When America's founding fathers approved of the first American flag in May 1776, and used the same colors to create the Great Seal of the United States at the Continental Congress in 1782, they had no idea how good the three hues would look on Corvettes centuries later. Their intentions were to symbolize the traits of their new country: valor and hardiness (red), purity and innocence ( white), and vigilance, perseverance, and justice (blue).
The Corvette's use of America's trademark color triad marks another series of famous moments in history; the first was credited to Corvette racer John Greenwood, who campaigned his red-white-and-blue "Spirit of ..." Corvettes at various venues, including Le Mans and Sebring, in the 1970s. Even as recently as May 2006, this tricolor scheme provided the palette for the '06 Corvette Indy 500 Pace Car. "These color choices were based on a patriotic theme as America's sports car," Corvette Product Manager Harlan Charles says.
So there's no doubt that American-based Corvette owners have employed the colors and imagery of the flag on their cars to show their patriotism for decades. But what about Corvette enthusiasts who have never been to America? What would prompt them to put the Stars and Stripes on their vehicles?
"I have always had a love for American muscle cars since I was a young boy, and I love Corvettes," Kevin Mafrici, a 60-year-old aircraft engineer in Chipping North, Australia, tells VETTE magazine. "I am the proud owner of a '98 Corvette coupe that clearly shows its American-born allegiance."
In 2000, Mafrici was celebrating his sixth year of Corvette ownership with a '92 Polo Green C4 convertible, but it was time for a change. "I had modified it immensely, but my wife had issues getting in and out of it, so I looked to replace it with a newer model," he says. "My intention was to import a C5. Back then, the late-model Corvette choices in Australia were rather limited; we didn't have a lot of options for color, transmission, or extras, so I purchased a Torch Red '98 coupe sight unseen; it had emigrated to Australia shortly after it was brand-new, sometime in 1999, and when I found it, there were only 4,000 miles on the odometer."
The '98 Corvette marked the second year of the C5 generation. A total of 19,235 coupes and 11,849 convertibles were produced, for a grand total of 31,084 units. All production models came with the then-new Gen III LS1 engine featuring 346 cid and 345 hp. Two new performance options were added for the model year: the JL4 Active Handling System and the Z51 Performance Handling Package.

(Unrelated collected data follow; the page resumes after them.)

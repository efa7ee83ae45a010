//! Platform Abstraction Layer
//!
//! Everything the kernel needs from a target SoC, behind one module:
//!
//! - `init()`: clock tree, LED GPIO and UART transmit, ready to use
//! - `led_on()` / `led_off()` / `led_toggle()`
//! - a byte sink the [`console`] drains log output into
//!
//! The platform is bound at compile time by a cargo feature; exactly one
//! implementation is linked and the kernel performs no runtime dispatch
//! over platforms. The kernel itself never touches a memory-mapped
//! register — all MMIO lives below this crate's surface.
//!
//! # Boot ordering
//!
//! `target::init()` runs before `.bss` is zeroed and `.data` is copied,
//! so it must not rely on statics. Anything with state (the console, the
//! logger) is enabled later from `kmain`.

#![no_std]
#![deny(unsafe_op_in_unsafe_fn)]

pub mod console;

#[cfg(feature = "rp2040")]
pub mod rp2040;

#[cfg(feature = "rp2040")]
pub use rp2040 as target;

#[cfg(not(any(feature = "rp2040")))]
compile_error!(
    "no platform selected: enable exactly one platform feature of k0-pal (e.g. `rp2040`)"
);
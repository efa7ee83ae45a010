//! ARMv6-M Architecture Support
//!
//! Everything in the kernel that knows it is running on a Cortex-M0+
//! lives here:
//!
//! - [`cpu`]: PRIMASK control, `wfi`, spin-halt
//! - [`critical`]: scoped interrupt-disable sections
//! - [`sync`]: [`IrqSpinMutex`], a lock that disables interrupts while held
//! - [`context`]: the task context, `switch_context` and the task trampoline
//! - [`vectors`]: default exception stubs for the ARMv6-M vector table
//!
//! # Host builds
//!
//! The crates above this one carry unit tests that run on the build host.
//! For those builds `cpu` emulates PRIMASK with an atomic and
//! `switch_context` records its arguments instead of switching, so the
//! scheduler's queue discipline stays observable without a Cortex-M core.

#![no_std]
#![deny(unsafe_op_in_unsafe_fn)]

pub mod context;
pub mod cpu;
pub mod critical;
pub mod sync;
pub mod vectors;

pub use critical::CriticalSection;
pub use sync::{IrqSpinMutex, IrqSpinMutexGuard};

#[cfg(test)]
pub(crate) mod test_support {
    extern crate std;

    /// Serialises tests that touch the process-global emulated PRIMASK.
    pub(crate) static INTERRUPT_STATE_LOCK: std::sync::Mutex<()> = std::sync::Mutex::new(());
}
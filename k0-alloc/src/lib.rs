//! # k0-alloc
//!
//! A bump allocator over an externally provided memory region.
//!
//! The kernel's only dynamic-memory customer is `spawn`, which needs a
//! stack (and a process header) per task, never freed before the system
//! halts. A bump pointer over the `.heap` region covers that exactly;
//! there is no free list, no size classes and no `dealloc`.
//!
//! What the crate does guarantee:
//!
//! - every allocation is aligned as requested
//! - exhaustion is a typed error ([`AllocError::Exhausted`]), never a
//!   panic, so `spawn` can surface it to its caller
//!
//! # Usage
//!
//! ```ignore
//! use core::alloc::Layout;
//! use k0_alloc::BumpAllocator;
//!
//! // SAFETY: the linker reserved this region for the heap
//! let mut heap = unsafe { BumpAllocator::new(heap_start, heap_len) };
//! let stack = heap.alloc(Layout::from_size_align(1024, 8).unwrap())?;
//! ```

#![no_std]
#![deny(unsafe_op_in_unsafe_fn)]

pub mod bump;
pub mod error;

pub use bump::BumpAllocator;
pub use error::AllocError;
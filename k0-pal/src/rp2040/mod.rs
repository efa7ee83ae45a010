//! RP2040 Platform Driver
//!
//! Brings the chip from its post-boot2 state to the configuration the
//! kernel expects: crystal oscillator running, the reference and system
//! clocks sourced from it, the peripheral clock enabled, the on-board
//! LED driveable over SIO and UART0 transmitting on GPIO0.
//!
//! The clock tree deliberately skips the PLLs and runs the whole system
//! at the 12 MHz crystal frequency; a blinking LED and a 9600 baud
//! console do not justify the extra bring-up surface.
//!
//! Register addresses come from the RP2040 datasheet. Each peripheral
//! block is wrapped in an [`MmioRegion`]; the `*_bits32` helpers use the
//! chip's atomic set/clear/xor alias windows, except on SIO which has
//! dedicated set/clear/xor registers instead.

pub mod clocks;
pub mod resets;
pub mod uart;

use k0_mmio::MmioRegion;

/// Single-cycle IO block (GPIO fast path). Not affected by RESETS.
const SIO_BASE: usize = 0xD000_0000;
/// User IO mux bank.
const IO_BANK0_BASE: usize = 0x4001_4000;

/// SIO GPIO output value set/clear/xor and output-enable set registers.
const GPIO_OUT_SET: usize = 0x14;
const GPIO_OUT_CLR: usize = 0x18;
const GPIO_OUT_XOR: usize = 0x1C;
const GPIO_OE_SET: usize = 0x24;

/// The Pico's on-board LED.
const LED_PIN: u32 = 25;

/// GPIO function select values (IO_BANK0 CTRL.FUNCSEL).
const FUNCSEL_UART: u32 = 2;
const FUNCSEL_SIO: u32 = 5;

fn sio() -> MmioRegion {
    // SAFETY: SIO block per the datasheet; dedicated set/clear registers
    // are addressed explicitly, the alias helpers are never used on it
    unsafe { MmioRegion::new(SIO_BASE, 0x180) }
}

fn io_bank0() -> MmioRegion {
    // SAFETY: IO_BANK0 block per the datasheet, alias windows decoded
    unsafe { MmioRegion::new(IO_BANK0_BASE, 0x190) }
}

/// IO_BANK0 CTRL register offset for a GPIO.
const fn gpio_ctrl(pin: u32) -> usize {
    pin as usize * 8 + 4
}

/// Bring up the platform.
///
/// Called from the reset path before the RAM image exists, so this
/// function (and everything it calls) must not touch statics. On return
/// the LED GPIO and the UART are usable.
pub fn init() {
    resets::bring_out_of_reset(resets::IO_BANK0 | resets::PADS_BANK0 | resets::UART0);
    clocks::init();

    // LED: route the pin to SIO, drive it as an output, start dark
    io_bank0().write32(gpio_ctrl(LED_PIN), FUNCSEL_SIO);
    sio().write32(GPIO_OUT_CLR, 1 << LED_PIN);
    sio().write32(GPIO_OE_SET, 1 << LED_PIN);

    // Console TX: GPIO0 carries UART0 TX
    io_bank0().write32(gpio_ctrl(0), FUNCSEL_UART);
    uart::init();
}

/// Drive the LED high.
pub fn led_on() {
    sio().write32(GPIO_OUT_SET, 1 << LED_PIN);
}

/// Drive the LED low.
pub fn led_off() {
    sio().write32(GPIO_OUT_CLR, 1 << LED_PIN);
}

/// Invert the LED.
pub fn led_toggle() {
    sio().write32(GPIO_OUT_XOR, 1 << LED_PIN);
}

/// Transmit one byte over the console UART, blocking on FIFO space.
pub fn uart_putc(c: u8) {
    uart::putc_blocking(c);
}

/// Block until the console UART has drained its FIFO.
pub fn uart_flush() {
    uart::flush();
}
//! Round-Robin Scheduler
//!
//! Cooperative scheduling over a FIFO run-queue. A task runs until it
//! calls [`yield_now`] (back of the queue, head runs next) or [`exit`]
//! (terminated, never scheduled again). There are no priorities, no time
//! slices and no preemption.
//!
//! # The kernel context
//!
//! The kernel itself — the execution that called [`run`] on the boot
//! stack — is the implicit singleton process. `current == None` means
//! the kernel context is running; it becomes current only when [`run`]
//! is entered or when the last task exits and the queue is empty, at
//! which point [`run`] returns to its caller.
//!
//! # Locking
//!
//! Scheduler state is a module-level singleton behind an
//! [`IrqSpinMutex`]. On today's single-core cooperative configuration
//! the lock never contends; it is here so every touch point is already
//! correct when a SysTick/PendSV preemption path starts calling into
//! this module from interrupt context. The lock is *not* held across a
//! switch — hand-off pointers are computed under it, the switch itself
//! runs in a plain critical section whose guard travels with the
//! suspended task.

use core::ptr::NonNull;

use k0_arch::IrqSpinMutex;
use k0_arch::context::{self, TaskContext};
use k0_arch::critical;

pub mod process;
pub mod run_queue;

pub use process::{Process, ProcessState, SpawnOpts};
pub use run_queue::RunQueue;

/// Scheduler singleton state.
struct Sched {
    /// The running task; `None` while the kernel context runs.
    current: Option<NonNull<Process>>,
    /// Runnable tasks in FIFO order.
    queue: RunQueue,
    /// Saved state of the kernel context while tasks run.
    kernel_context: TaskContext,
}

// SAFETY: The NonNull members point at pinned, 'static processes and are
// only touched under the mutex.
unsafe impl Send for Sched {}

static SCHED: IrqSpinMutex<Sched> = IrqSpinMutex::new(Sched {
    current: None,
    queue: RunQueue::new(),
    kernel_context: TaskContext::new(),
});

/// Initialise the scheduler.
///
/// Nothing to do in the current design; the hook exists so the boot path
/// has a fixed place for future scheduler bring-up.
pub fn init() {
    log::debug!("scheduler ready");
}

/// Append a process to the run-queue.
///
/// The reference is handed over for good: from here on the scheduler
/// owns the process through its intrusive links.
pub fn enqueue(process: &'static mut Process) {
    let mut sched = SCHED.lock();
    process.set_runnable();
    // SAFETY: A 'static reference is live and address-stable
    unsafe { sched.queue.push_back(NonNull::from(process)) };
}

/// Run tasks until the queue drains.
///
/// Installs the kernel context as the implicit current process and
/// switches into the head of the queue. Returns when every task has
/// exited (or immediately, with a warning, if the queue was empty).
///
/// # Panics
///
/// Panics if a task is already installed as current — `run` is the
/// kernel context's entry into scheduling and cannot be re-entered from
/// a task.
pub fn run() {
    {
        let sched = SCHED.lock();
        assert!(
            sched.current.is_none(),
            "run() called with a task already current"
        );
    }

    loop {
        let handoff = {
            let mut sched = SCHED.lock();
            let sched = &mut *sched;
            match sched.queue.pop_front() {
                None => None,
                Some(next) => {
                    // SAFETY: Queue members are live and pinned
                    unsafe {
                        next.as_ref().assert_context_invariant();
                        (*next.as_ptr()).set_running();
                    }
                    sched.current = Some(next);
                    // SAFETY: Deriving hand-off pointers to pinned state
                    Some((&raw mut sched.kernel_context, unsafe {
                        &raw const (*next.as_ptr()).context
                    }))
                }
            }
        };

        match handoff {
            Some((prev, next)) => do_switch(prev, next),
            None => {
                log::warn!("no processes");
                return;
            }
        }
    }
}

/// Give up the CPU until every other runnable task has had a turn.
///
/// The caller goes to the back of the queue and the head runs next; with
/// no other runnable task this is a no-op.
///
/// # Panics
///
/// Panics if called from the kernel context (outside [`run`]).
pub fn yield_now() {
    let (prev, next) = {
        let mut sched = SCHED.lock();
        let current = sched.current.expect("yield from the kernel context");

        // SAFETY: The current process is live and pinned
        unsafe {
            (*current.as_ptr()).set_runnable();
            sched.queue.push_back(current);
        }
        let next = sched
            .queue
            .pop_front()
            .expect("run-queue empty after enqueueing current");
        // SAFETY: Queue members are live and pinned
        unsafe {
            next.as_ref().assert_context_invariant();
            (*next.as_ptr()).set_running();
        }
        sched.current = Some(next);

        // SAFETY: Deriving hand-off pointers to pinned state
        unsafe {
            (
                &raw mut (*current.as_ptr()).context,
                &raw const (*next.as_ptr()).context,
            )
        }
    };
    do_switch(prev, next);
}

/// Terminate the current task with `code`.
///
/// Records the exit code (write-once), removes the task from scheduling
/// for good and switches to the next runnable task — or back to the
/// kernel context if the queue is empty, which makes [`run`] return.
///
/// `extern "C"` because the task trampoline tail-calls this with the
/// entry function's return value already in the argument register.
///
/// # Panics
///
/// Panics if called from the kernel context.
pub extern "C" fn exit(code: u32) -> ! {
    let (prev, next) = {
        let mut sched = SCHED.lock();
        let sched = &mut *sched;
        let current = sched.current.take().expect("exit from the kernel context");

        // SAFETY: The exiting process is live and pinned
        unsafe { (*current.as_ptr()).record_exit(code) };

        let next = match sched.queue.pop_front() {
            Some(next) => {
                // SAFETY: Queue members are live and pinned
                unsafe {
                    next.as_ref().assert_context_invariant();
                    (*next.as_ptr()).set_running();
                }
                sched.current = Some(next);
                // SAFETY: Deriving a hand-off pointer to pinned state
                unsafe { &raw const (*next.as_ptr()).context }
            }
            None => &raw const sched.kernel_context,
        };

        // SAFETY: Deriving a hand-off pointer to pinned state
        (unsafe { &raw mut (*current.as_ptr()).context }, next)
    };

    do_switch(prev, next);
    unreachable!("terminated task was scheduled again");
}

/// Give away `ticks` turns.
///
/// TODO: drive this from SysTick once the kernel has a time base; until
/// then a tick is one trip around the run-queue.
pub fn sleep(ticks: u32) {
    for _ in 0..ticks {
        yield_now();
    }
}

/// Switch from `prev` into `next`, or log-and-skip a self-switch.
fn do_switch(prev: *mut TaskContext, next: *const TaskContext) {
    if core::ptr::eq(prev as *const TaskContext, next) {
        log::trace!("context switch to self ignored");
        return;
    }

    // The PRIMASK restore travels with each task: this guard lives on
    // the outgoing task's stack and is dropped when that task is next
    // resumed and falls out of its own switch.
    let section = critical::enter();
    // SAFETY: prev describes this execution, next a validly saved or
    // freshly primed context; both were produced under the scheduler lock
    unsafe { context::switch_context(prev, next) };
    drop(section);
}

#[cfg(test)]
mod tests {
    extern crate std;

    use super::*;
    use std::boxed::Box;
    use std::sync::Mutex;

    // Scheduler state is process-global; these tests take turns.
    static SCHED_TEST_LOCK: Mutex<()> = Mutex::new(());

    #[repr(align(8))]
    struct TestStack([u8; 512]);

    extern "C" fn entry_stub(_args: *mut ()) -> u32 {
        0
    }

    fn leaked(name: &'static str) -> &'static mut Process {
        let stack = &mut Box::leak(Box::new(TestStack([0; 512]))).0;
        Box::leak(Box::new(Process::create(
            entry_stub,
            core::ptr::null_mut(),
            stack,
            name,
        )))
    }

    fn reset_scheduler() {
        let mut sched = SCHED.lock();
        sched.current = None;
        while sched.queue.pop_front().is_some() {}
        drop(sched);
        context::reset_switch_log();
    }

    fn kernel_context_addr() -> usize {
        let mut sched = SCHED.lock();
        let sched = &mut *sched;
        (&raw const sched.kernel_context) as usize
    }

    #[test]
    fn test_run_hands_off_in_fifo_order_then_drains() {
        let _lock = SCHED_TEST_LOCK.lock().unwrap_or_else(|e| e.into_inner());
        reset_scheduler();

        let a = leaked("a");
        let b = leaked("b");
        let c = leaked("c");
        let ctxs = [
            (&raw const a.context) as usize,
            (&raw const b.context) as usize,
            (&raw const c.context) as usize,
        ];
        enqueue(a);
        enqueue(b);
        enqueue(c);

        run();

        // One hand-off per task, kernel context outgoing, FIFO order
        let kernel_ctx = kernel_context_addr();
        assert_eq!(context::switch_log_len(), 3);
        for (i, &expected_next) in ctxs.iter().enumerate() {
            let (prev, next) = context::switch_log_entry(i).unwrap();
            assert_eq!(prev, kernel_ctx);
            assert_eq!(next, expected_next);
        }
        assert!(SCHED.lock().queue.is_empty());
    }

    #[test]
    fn test_enqueue_marks_runnable_and_links_once() {
        let _lock = SCHED_TEST_LOCK.lock().unwrap_or_else(|e| e.into_inner());
        reset_scheduler();

        let a = leaked("a");
        let a_ptr = NonNull::from(&mut *a);
        enqueue(a);

        let sched = SCHED.lock();
        // SAFETY: The leaked process is live forever
        unsafe {
            assert_eq!(a_ptr.as_ref().state(), ProcessState::Runnable);
        }
        assert!(sched.queue.contains(a_ptr));
        assert_eq!(sched.queue.len(), 1);
    }

    #[test]
    fn test_yield_with_sole_runnable_task_short_circuits() {
        let _lock = SCHED_TEST_LOCK.lock().unwrap_or_else(|e| e.into_inner());
        reset_scheduler();

        enqueue(leaked("solo"));
        run();
        // The recording stub returns straight from the hand-off, leaving
        // the task installed as current - the view from inside the task.
        let before = context::switch_log_len();

        yield_now();

        // Self-switch short-circuits: nothing recorded, task still
        // current, queue empty again
        assert_eq!(context::switch_log_len(), before);
        let sched = SCHED.lock();
        assert!(sched.current.is_some());
        assert!(sched.queue.is_empty());
    }

    #[test]
    #[should_panic(expected = "yield from the kernel context")]
    fn test_yield_from_kernel_context_panics() {
        let _lock = SCHED_TEST_LOCK.lock().unwrap_or_else(|e| e.into_inner());
        reset_scheduler();

        yield_now();
    }

    #[test]
    #[should_panic(expected = "exit from the kernel context")]
    fn test_exit_from_kernel_context_panics() {
        let _lock = SCHED_TEST_LOCK.lock().unwrap_or_else(|e| e.into_inner());
        reset_scheduler();

        exit(1);
    }

    #[test]
    #[should_panic(expected = "already current")]
    fn test_run_with_task_current_panics() {
        let _lock = SCHED_TEST_LOCK.lock().unwrap_or_else(|e| e.into_inner());
        reset_scheduler();

        enqueue(leaked("only"));
        run();
        // The recording stub leaves the task current - exactly the
        // misuse state a re-entered run() must reject.
        run();
    }

    #[test]
    fn test_queue_membership_survives_misuse_panic() {
        let _lock = SCHED_TEST_LOCK.lock().unwrap_or_else(|e| e.into_inner());
        reset_scheduler();

        let a = leaked("a");
        let a_ptr = NonNull::from(&mut *a);
        enqueue(a);

        let result = std::panic::catch_unwind(|| yield_now());
        assert!(result.is_err());

        // The failed yield must not have corrupted the queue
        let sched = SCHED.lock();
        assert!(sched.queue.contains(a_ptr));
        assert_eq!(sched.queue.len(), 1);
    }
}
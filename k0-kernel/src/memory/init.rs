//! RAM Image Construction
//!
//! At reset, `.bss` is garbage and `.data` only exists as a load image
//! in flash. These two routines build the RAM image the compiled code
//! assumes. Both run before any static is touched, which is also why
//! they must not use any themselves.
//!
//! The linker aligns both regions to word boundaries, so the loops move
//! whole words.

use super::layout;

/// Zero the `.bss` region.
///
/// # Safety
///
/// Must be called exactly once, from the reset path, before anything
/// reads a zero-initialised static.
pub unsafe fn zero_bss() {
    let mut dst = layout::bss_start() as *mut u32;
    let end = layout::bss_end() as *mut u32;

    while dst < end {
        // SAFETY: [bss_start, bss_end) is word-aligned RAM owned by .bss
        unsafe {
            dst.write_volatile(0);
            dst = dst.add(1);
        }
    }
}

/// Copy the `.data` image from flash into RAM.
///
/// # Safety
///
/// Must be called exactly once, from the reset path, before anything
/// reads an initialised static.
pub unsafe fn copy_data() {
    let mut src = layout::data_source() as *const u32;
    let mut dst = layout::data_start() as *mut u32;
    let end = layout::data_end() as *mut u32;

    while dst < end {
        // SAFETY: The load image in flash mirrors [data_start, data_end)
        unsafe {
            dst.write_volatile(src.read());
            src = src.add(1);
            dst = dst.add(1);
        }
    }
}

After converting his Vette to righthand drive (RHD) to meet Australian regulations, Mafrici got to work "changing things." In 2002 he began cosmetic upgrades and light mods. "I focused on making the engine bay and underbody show ready, then added 13.5-inch drilled-and-slotted brake rotors and polished factory wheels, modified by Mag Wheel Repairs and Polishing, in Sydney," he says.
The next year he added a C5-R-style rear wing, carbon-fiber fender trim, stainless-steel brake lines, and interior accoutrements consisting of Simpson five-point racing harnesses, polished-aluminum gauge surrounds, a red-and-black-leather steering wheel, a billet shift knob, and a cockpit-mounted camera.
In 2004 he sent his Corvette to Advanced Airbrushing in Penrith for custom graphics born straight out of American history. "The thought of airbrushing was there from when I first bought the C5," he says. "The problem was what to paint. Most of the show cars had naked women on the bonnets; it looked great, but I never felt comfortable with that idea for my car. I had the idea of a racing winner's flag-black and white checkers-[but] it's been done many times before, on many different cars. Eventually, I came up with the idea of an American flag. I had to wait until the big car shows were over for the year, and then I booked my car in for the airbrushing. By chance, the painter at Advanced Airbrushing was American, and he had some great ideas; I finally agreed to the three-dimensional look."
Afterwards, Mafrici revamped the interior cabin again, this time with custom red-and-blue-leather door panels and trim to match the new look of his Corvette.
Then it was time for even more fun-squeezing more power out of the factory LS1. "In 2005, I decided to upgrade the engine with LS6 power," he explains. "There were a few websites that walked you through the changes, and I knew that my engineering background gave me the skills I needed to do the work myself. I retained the stock LS1 bottom end and upgraded it with a GM Performance Parts Hot Cam. Then I added GMPP LS6 racing heads with 61cc combustion chambers-which raised the compression to 12:1-Lunati pushrods, and Harland Sharp 1.8:1 roller rockers. I also changed the timing chain and the oil pump, and replaced the stock valve covers with C5-R units to give more clearance," he says.
Other engine mods include a Holley/John Lingenfelter Series polished EFI manifold with ported intake runners, modified coil mounts, Aeromotive billet fuel runners, and an Aeromotive EFI fuel regulator set at 60 psi.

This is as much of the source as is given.